» **ASSIGNED TASK**
The task calls for the count of lines containing "wide" in these records, given as a number with no other words.
<<<<
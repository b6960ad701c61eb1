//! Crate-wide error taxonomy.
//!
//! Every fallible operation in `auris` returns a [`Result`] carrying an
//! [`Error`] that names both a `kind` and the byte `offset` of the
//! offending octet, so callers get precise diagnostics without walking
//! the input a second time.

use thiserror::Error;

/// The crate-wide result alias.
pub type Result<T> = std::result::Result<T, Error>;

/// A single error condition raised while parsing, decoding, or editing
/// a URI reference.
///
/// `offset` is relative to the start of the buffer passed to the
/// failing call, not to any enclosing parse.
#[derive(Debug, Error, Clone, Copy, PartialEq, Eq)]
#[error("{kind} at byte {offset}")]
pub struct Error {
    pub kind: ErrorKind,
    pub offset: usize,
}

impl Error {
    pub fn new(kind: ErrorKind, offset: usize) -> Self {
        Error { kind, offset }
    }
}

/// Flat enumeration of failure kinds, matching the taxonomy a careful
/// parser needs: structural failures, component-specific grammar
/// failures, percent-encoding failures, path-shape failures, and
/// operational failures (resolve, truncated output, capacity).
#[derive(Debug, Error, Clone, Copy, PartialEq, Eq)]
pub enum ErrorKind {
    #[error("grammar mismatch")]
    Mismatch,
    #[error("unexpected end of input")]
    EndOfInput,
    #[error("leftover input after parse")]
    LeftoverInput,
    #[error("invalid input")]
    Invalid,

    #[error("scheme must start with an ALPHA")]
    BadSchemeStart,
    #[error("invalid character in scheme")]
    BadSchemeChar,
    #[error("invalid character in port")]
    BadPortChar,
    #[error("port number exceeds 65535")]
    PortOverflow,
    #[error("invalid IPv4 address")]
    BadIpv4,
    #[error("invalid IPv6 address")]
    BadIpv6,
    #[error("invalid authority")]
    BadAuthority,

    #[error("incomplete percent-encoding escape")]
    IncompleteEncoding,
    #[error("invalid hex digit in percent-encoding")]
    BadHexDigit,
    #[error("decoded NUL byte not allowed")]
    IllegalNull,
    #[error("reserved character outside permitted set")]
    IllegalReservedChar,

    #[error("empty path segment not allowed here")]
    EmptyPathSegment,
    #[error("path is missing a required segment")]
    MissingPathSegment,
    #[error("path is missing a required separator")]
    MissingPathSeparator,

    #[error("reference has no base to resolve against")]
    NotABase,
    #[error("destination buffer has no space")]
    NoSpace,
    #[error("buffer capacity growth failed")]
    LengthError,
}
>>>>
<<<<
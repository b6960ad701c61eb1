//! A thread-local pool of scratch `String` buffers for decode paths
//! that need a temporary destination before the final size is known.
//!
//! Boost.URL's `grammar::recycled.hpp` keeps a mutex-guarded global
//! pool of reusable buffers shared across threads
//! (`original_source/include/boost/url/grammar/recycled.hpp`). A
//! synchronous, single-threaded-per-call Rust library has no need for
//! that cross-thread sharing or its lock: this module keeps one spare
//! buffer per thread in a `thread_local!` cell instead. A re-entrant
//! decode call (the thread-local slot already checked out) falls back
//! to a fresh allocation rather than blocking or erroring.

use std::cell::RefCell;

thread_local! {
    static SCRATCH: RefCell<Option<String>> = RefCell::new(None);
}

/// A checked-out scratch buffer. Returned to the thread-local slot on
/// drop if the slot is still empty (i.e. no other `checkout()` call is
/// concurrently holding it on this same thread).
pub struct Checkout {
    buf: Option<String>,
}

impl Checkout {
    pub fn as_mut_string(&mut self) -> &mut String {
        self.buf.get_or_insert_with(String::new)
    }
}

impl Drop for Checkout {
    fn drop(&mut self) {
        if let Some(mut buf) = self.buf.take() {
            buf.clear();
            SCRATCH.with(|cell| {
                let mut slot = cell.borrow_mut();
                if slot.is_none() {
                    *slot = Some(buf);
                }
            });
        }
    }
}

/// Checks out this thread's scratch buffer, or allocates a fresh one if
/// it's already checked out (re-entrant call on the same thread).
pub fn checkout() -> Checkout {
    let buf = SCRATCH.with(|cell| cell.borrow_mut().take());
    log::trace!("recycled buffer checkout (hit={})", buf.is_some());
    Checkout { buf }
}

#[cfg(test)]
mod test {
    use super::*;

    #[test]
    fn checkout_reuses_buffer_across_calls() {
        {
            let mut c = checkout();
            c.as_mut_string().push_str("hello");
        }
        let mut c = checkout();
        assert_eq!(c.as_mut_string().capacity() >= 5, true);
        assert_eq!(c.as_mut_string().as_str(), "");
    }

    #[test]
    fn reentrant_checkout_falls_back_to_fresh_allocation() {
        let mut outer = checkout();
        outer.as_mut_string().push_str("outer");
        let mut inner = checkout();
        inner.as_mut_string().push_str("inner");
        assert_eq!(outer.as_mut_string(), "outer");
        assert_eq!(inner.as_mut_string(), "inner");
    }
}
>>>>
» **SOLUTION TO THE EXERCISE**
2